Le premier procès présenté est celui de l’affaire Grynszpan, du nom d’un jeune juif d’origine allemande poursuivi pour avoir assassiné un diplomate à l’ambassade d’Allemagne à Paris en 1938. L’affaire est instrumentalisée par les nazis et entraîne, trois jours plus tard, la Nuit de Cristal. Goebbels entend faire du procès une tribune pour montrer le danger représenté par les juifs. Il fait solliciter Maurice Garçon qui hésite longuement, sentant la portée politique du procès et refusant de prendre la défense du régime nazi. S’il accepte finalement, c’est dans un souci d’apaisement entre les deux pays mais il exige pour la forme d’être nommé commis d’office. Néanmoins, la procédure est longue et ne prend pas la tournure espérée par les nazis. Le déclenchement de la guerre reporte le procès. Après de nombreuses péripéties, Herschel Grynszpan est probablement assassiné en Allemagne dans des circonstances troubles.

La deuxième affaire est celle dite des piqueuses d’Orsay (1942). Dans la panique de la débâcle de juin 1940, quatre infirmières injectent un produit létal à des malades intransportables avant de prendre le chemin de l’exode. L’une des personnes, présumée morte, se réveille miraculeusement, mais il y a six victimes en tout. Un temps étouffée, l’affaire éclate à la fin de l’année 1940 et le procès se déroule en 1942. Au-delà des faits, Maurice Garçon entend en faire le procès de la débâcle et présente les infirmières comme des victimes abandonnées à leur sort par des autorités défaillantes.

La troisième affaire est celle de l’exécution du docteur Guérin (1943), collaborationniste poitevin assassiné par cinq étudiants qui espèrent par ce geste intégrer les Francs-tireurs et partisans (FTP). Au terme d’un procès où Maurice Garçon parvient à leur éviter la peine de mort, le dossier est récupéré par la justice allemande qui juge le verdict trop clément et condamne à mort quatre des étudiants pour leur implication dans une autre affaire, celle du déraillement d’un train qui a tué son mécanicien, et auquel s’ajoute le vol à main armée d’une machine à écrire. Ils sont exécutés au Mont-Valérien tandis que le dernier étudiant rejoint le maquis.
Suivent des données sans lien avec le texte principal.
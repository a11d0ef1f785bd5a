//! # error
//!
//! why: give every log failure a typed, matchable kind
//! relations: returned by log.rs, txn.rs, iter.rs and codec.rs; wrapped by raft-core
//! what: LogError enum and the crate Result alias

use std::io;
use thiserror::Error;

use crate::Seq;

/// errors produced by the durable log
#[derive(Debug, Error)]
pub enum LogError {
    /// storage could not be opened, read, written, synced or truncated
    #[error("io error: {0}")]
    Io(#[from] io::Error),

    /// an append named a sequence number that breaks the gapless invariant
    #[error("sequence mismatch: expected {expected}, got {actual}")]
    Sequence { expected: Seq, actual: Seq },

    /// the codec rejected bytes read back from storage
    #[error("corrupt {what}: {reason}")]
    Corrupt { what: String, reason: String },

    /// the transaction handle was already committed or aborted
    #[error("transaction already committed or aborted")]
    TxnFinished,

    /// the log is not open
    #[error("log is closed")]
    Closed,

    /// the log is shutting down and accepts no new transactions
    #[error("log is closing")]
    Closing,

    /// the operation needs the log to be closed first
    #[error("log is open")]
    Open,

    /// append_batch was called with no bodies
    #[error("empty batch")]
    EmptyBatch,

    /// a sequence number below the -1 sentinel
    #[error("invalid sequence number {0}")]
    InvalidSeq(Seq),

    /// a caller-supplied hook failed
    #[error("hook failed: {0}")]
    Hook(String),
}

impl LogError {
    /// shorthand for a codec corruption error
    pub fn corrupt(what: impl Into<String>, reason: impl Into<String>) -> Self {
        Self::Corrupt {
            what: what.into(),
            reason: reason.into(),
        }
    }
}

/// result alias used across the crate
pub type Result<T, E = LogError> = std::result::Result<T, E>;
La dernière affaire, probablement la plus complexe, concerne René Hardy, résistant accusé d’avoir livré à la Gestapo des informations qui auraient conduit à l’arrestation du général Delestraint, puis à celle de Jean Moulin. Le procès connaît de multiples rebondissements en raison de l’apparition de nouveaux éléments et du comportement ambivalent de l’accusé, finalement acquitté au terme d’un second procès en 1950.
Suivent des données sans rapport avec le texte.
// =============================================================================
// SECTION 2: SEQUENCING TESTS
// =============================================================================

mod sequencing {
    use super::*;

    #[tokio::test]
    async fn sequence_numbers_start_at_zero() {
        let dir = tempdir().unwrap();
        let log = open_log(dir.path()).await;

        assert_eq!(log.append(b"a", None).await.unwrap(), 0);
        assert_eq!(log.append(b"b", None).await.unwrap(), 1);
        assert_eq!(log.append(b"c", None).await.unwrap(), 2);
    }

    #[tokio::test]
    async fn explicit_next_sequence_is_accepted() {
        let dir = tempdir().unwrap();
        let log = open_log(dir.path()).await;

        assert_eq!(log.append(b"a", Some(0)).await.unwrap(), 0);
        assert_eq!(log.append(b"b", Some(1)).await.unwrap(), 1);
    }

    #[tokio::test]
    async fn gap_is_rejected_without_state_change() {
        let dir = tempdir().unwrap();
        let log = open_log(dir.path()).await;
        log.append(b"a", None).await.unwrap();

        let err = log.append(b"b", Some(5)).await.unwrap_err();

        assert!(matches!(err, LogError::Sequence { expected: 1, actual: 5 }));
        assert_eq!(log.seq(), 0);
        assert_eq!(log.head().unwrap().body, b"a".to_vec());
    }

    #[tokio::test]
    async fn replayed_sequence_is_rejected() {
        let dir = tempdir().unwrap();
        let log = open_log(dir.path()).await;
        log.append(b"a", None).await.unwrap();

        let err = log.append(b"again", Some(0)).await.unwrap_err();

        assert!(matches!(err, LogError::Sequence { .. }));
        assert_eq!(read_all(&log, 0).await, bodies(&["a"]));
    }

    #[tokio::test]
    async fn zero_length_bodies_are_records() {
        let dir = tempdir().unwrap();
        let log = open_log(dir.path()).await;

        log.append(b"", None).await.unwrap();
        log.append(b"", None).await.unwrap();

        assert_eq!(log.seq(), 1);
        assert_eq!(read_all(&log, 0).await, vec![Vec::new(), Vec::new()]);
    }

    #[tokio::test]
    async fn concurrent_appends_stay_gapless() {
        let dir = tempdir().unwrap();
        let log = open_log(dir.path()).await;

        let mut handles = Vec::new();
        for i in 0..8u8 {
            let log = log.clone();
            handles.push(tokio::spawn(async move { log.append(&[i], None).await }));
        }
        let mut seqs = Vec::new();
        for handle in handles {
            seqs.push(handle.await.unwrap().unwrap());
        }
        seqs.sort_unstable();

        assert_eq!(seqs, (0..8).collect::<Vec<Seq>>());
        assert_eq!(log.seq(), 7);
    }
}

// =============================================================================
// SECTION 3: BATCH TESTS
// =============================================================================

mod batches {
    use super::*;

    #[tokio::test]
    async fn batch_returns_first_sequence() {
        let dir = tempdir().unwrap();
        let log = open_log(dir.path()).await;
        log.append(b"a", None).await.unwrap();

        let first = log
            .append_batch(&bodies(&["b", "c", "d"]), None)
            .await
            .unwrap();

        assert_eq!(first, 1);
        assert_eq!(log.seq(), 3);
        assert_eq!(log.head().unwrap().body, b"d".to_vec());
    }

    #[tokio::test]
    async fn batch_with_wrong_sequence_leaves_log_unchanged() {
        let dir = tempdir().unwrap();
        let log = open_log(dir.path()).await;
        log.append(b"a", None).await.unwrap();

        let err = log
            .append_batch(&bodies(&["b", "c"]), Some(3))
            .await
            .unwrap_err();

        assert!(matches!(err, LogError::Sequence { expected: 1, actual: 3 }));
        assert_eq!(read_all(&log, 0).await, bodies(&["a"]));
    }

    #[tokio::test]
    async fn empty_batch_is_rejected() {
        let dir = tempdir().unwrap();
        let log = open_log(dir.path()).await;

        let err = log.append_batch::<Vec<u8>>(&[], None).await.unwrap_err();

        assert!(matches!(err, LogError::EmptyBatch));
    }

    #[tokio::test]
    async fn batch_records_are_contiguous_on_disk() {
        let dir = tempdir().unwrap();
        let log = open_log(dir.path()).await;
        log.append_batch(&bodies(&["aa", "bbb", "c"]), None)
            .await
            .unwrap();

        let mut iter = log.iter(0).unwrap();
        let mut expected_offset = 0;
        while let Some(record) = iter.next().await.unwrap() {
            assert_eq!(record.offset, expected_offset);
            expected_offset += record.length;
        }
    }
}

// =============================================================================
// SECTION 4: TRIM TESTS
// =============================================================================

mod trimming {
    use super::*;

    #[tokio::test]
    async fn trim_discards_later_records() {
        let dir = tempdir().unwrap();
        let log = open_log(dir.path()).await;
        log.append_batch(&bodies(&["a", "b", "c", "d"]), None)
            .await
            .unwrap();

        log.trim(1).await.unwrap();

        assert_eq!(log.seq(), 1);
        assert_eq!(log.head().unwrap().body, b"b".to_vec());
        assert_eq!(read_all(&log, 0).await, bodies(&["a", "b"]));
        assert!(log.get(2).await.unwrap().is_none());
    }

    #[tokio::test]
    async fn trim_minus_one_empties_log() {
        let dir = tempdir().unwrap();
        let log = open_log(dir.path()).await;
        log.append_batch(&bodies(&["a", "b"]), None).await.unwrap();

        log.trim(-1).await.unwrap();

        assert_eq!(log.seq(), -1);
        assert!(log.head().is_none());
        assert_eq!(log.append(b"fresh", None).await.unwrap(), 0);
    }

    #[tokio::test]
    async fn trim_beyond_tail_is_noop() {
        let dir = tempdir().unwrap();
        let log = open_log(dir.path()).await;
        log.append_batch(&bodies(&["a", "b"]), None).await.unwrap();

        log.trim(10).await.unwrap();

        assert_eq!(log.seq(), 1);
    }

    #[tokio::test]
    async fn trim_rejects_negative_targets() {
        let dir = tempdir().unwrap();
        let log = open_log(dir.path()).await;

        assert!(matches!(log.trim(-2).await, Err(LogError::InvalidSeq(-2))));
    }

    #[tokio::test]
    async fn trimmed_log_survives_restart() {
        let dir = tempdir().unwrap();
        {
            let log = open_log(dir.path()).await;
            log.append_batch(&bodies(&["a", "b", "c"]), None)
                .await
                .unwrap();
            log.trim(0).await.unwrap();
            log.append(b"z", None).await.unwrap();
            log.close().await.unwrap();
        }

        let log = open_log(dir.path()).await;
        assert_eq!(log.seq(), 1);
        assert_eq!(read_all(&log, 0).await, bodies(&["a", "z"]));
    }
}

// =============================================================================
// SECTION 5: ITERATOR TESTS
// =============================================================================

mod iteration {
    use super::*;

    #[tokio::test]
    async fn iterates_from_start_sequence() {
        let dir = tempdir().unwrap();
        let log = open_log(dir.path()).await;
        log.append_batch(&bodies(&["a", "b", "c", "d"]), None)
            .await
            .unwrap();

        assert_eq!(read_all(&log, 2).await, bodies(&["c", "d"]));
    }

    #[tokio::test]
    async fn small_step_reads_everything() {
        let dir = tempdir().unwrap();
        let log = Log::new(config(dir.path()).with_step(2));
        log.open().await.unwrap();
        let items: Vec<Vec<u8>> = (0..7u8).map(|i| vec![i; i as usize]).collect();
        log.append_batch(&items, None).await.unwrap();

        assert_eq!(read_all(&log, 0).await, items);
    }

    #[tokio::test]
    async fn iterator_bound_is_a_snapshot() {
        let dir = tempdir().unwrap();
        let log = open_log(dir.path()).await;
        log.append_batch(&bodies(&["a", "b"]), None).await.unwrap();

        let iter = log.iter(0).unwrap();
        log.append(b"c", None).await.unwrap();

        assert_eq!(iter.bound(), 1);
        assert_eq!(iter.collect_bodies().await.unwrap(), bodies(&["a", "b"]));
    }

    #[tokio::test]
    async fn start_past_tail_yields_nothing() {
        let dir = tempdir().unwrap();
        let log = open_log(dir.path()).await;
        log.append(b"a", None).await.unwrap();

        let mut iter = log.iter(5).unwrap();

        assert!(iter.next().await.unwrap().is_none());
        assert!(iter.is_closed());
    }

    #[tokio::test]
    async fn negative_start_is_rejected() {
        let dir = tempdir().unwrap();
        let log = open_log(dir.path()).await;

        assert!(matches!(log.iter(-1), Err(LogError::InvalidSeq(-1))));
    }

    #[tokio::test]
    async fn trim_at_position_closes_iterator() {
        let dir = tempdir().unwrap();
        let log = Log::new(config(dir.path()).with_step(1));
        log.open().await.unwrap();
        log.append_batch(&bodies(&["a", "b", "c", "d"]), None)
            .await
            .unwrap();

        let mut iter = log.iter(0).unwrap();
        assert_eq!(iter.next().await.unwrap().unwrap().body, b"a".to_vec());
        assert_eq!(iter.next().await.unwrap().unwrap().body, b"b".to_vec());

        log.trim(0).await.unwrap();

        assert!(iter.next().await.unwrap().is_none());
        assert!(iter.is_closed());
    }

    #[tokio::test]
    async fn trim_ahead_of_position_lowers_bound() {
        let dir = tempdir().unwrap();
        let log = Log::new(config(dir.path()).with_step(1));
        log.open().await.unwrap();
        log.append_batch(&bodies(&["a", "b", "c", "d"]), None)
            .await
            .unwrap();

        let mut iter = log.iter(0).unwrap();
        assert_eq!(iter.next().await.unwrap().unwrap().seq, 0);

        log.trim(1).await.unwrap();
        log.append_batch(&bodies(&["x", "y"]), None).await.unwrap();

        assert_eq!(iter.bound(), 1);
        assert_eq!(iter.next().await.unwrap().unwrap().body, b"b".to_vec());
        assert!(iter.next().await.unwrap().is_none());
    }

    #[tokio::test]
    async fn buffered_records_are_not_returned_after_trim() {
        let dir = tempdir().unwrap();
        let log = open_log(dir.path()).await;
        log.append_batch(&bodies(&["a", "b", "c"]), None)
            .await
            .unwrap();

        let mut iter = log.iter(0).unwrap();
        // the default step buffers all three records on the first advance
        assert_eq!(iter.next().await.unwrap().unwrap().seq, 0);

        log.trim(0).await.unwrap();

        assert!(iter.next().await.unwrap().is_none());
    }

    #[tokio::test]
    async fn closing_log_closes_iterators() {
        let dir = tempdir().unwrap();
        let log = open_log(dir.path()).await;
        log.append_batch(&bodies(&["a", "b"]), None).await.unwrap();
        let mut iter = log.iter(0).unwrap();

        log.close().await.unwrap();

        assert!(iter.next().await.unwrap().is_none());
    }

    #[tokio::test]
    async fn stream_adapter_yields_records() {
        let dir = tempdir().unwrap();
        let log = open_log(dir.path()).await;
        log.append_batch(&bodies(&["a", "b", "c"]), None)
            .await
            .unwrap();

        let seqs: Vec<Seq> = log
            .iter(1)
            .unwrap()
            .into_stream()
            .map(|record| record.unwrap().seq)
            .collect()
            .await;

        assert_eq!(seqs, vec![1, 2]);
    }

    #[tokio::test]
    async fn get_reads_single_record() {
        let dir = tempdir().unwrap();
        let log = open_log(dir.path()).await;
        log.append_batch(&bodies(&["a", "b"]), None).await.unwrap();

        assert_eq!(log.get(1).await.unwrap().unwrap().body, b"b".to_vec());
        assert!(log.get(2).await.unwrap().is_none());
        assert!(log.get(-1).await.unwrap().is_none());
    }
}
Gilles Antonowicz nous offre une vision captivante de ces affaires qui débordent largement du strict cadre judiciaire. Elles nous révèlent le fonctionnement de l’institution judiciaire en temps de guerre, où l’idéal de justice est souvent relégué au profit de considérations politiques et où plane partout la présence de l’Allemagne nazie.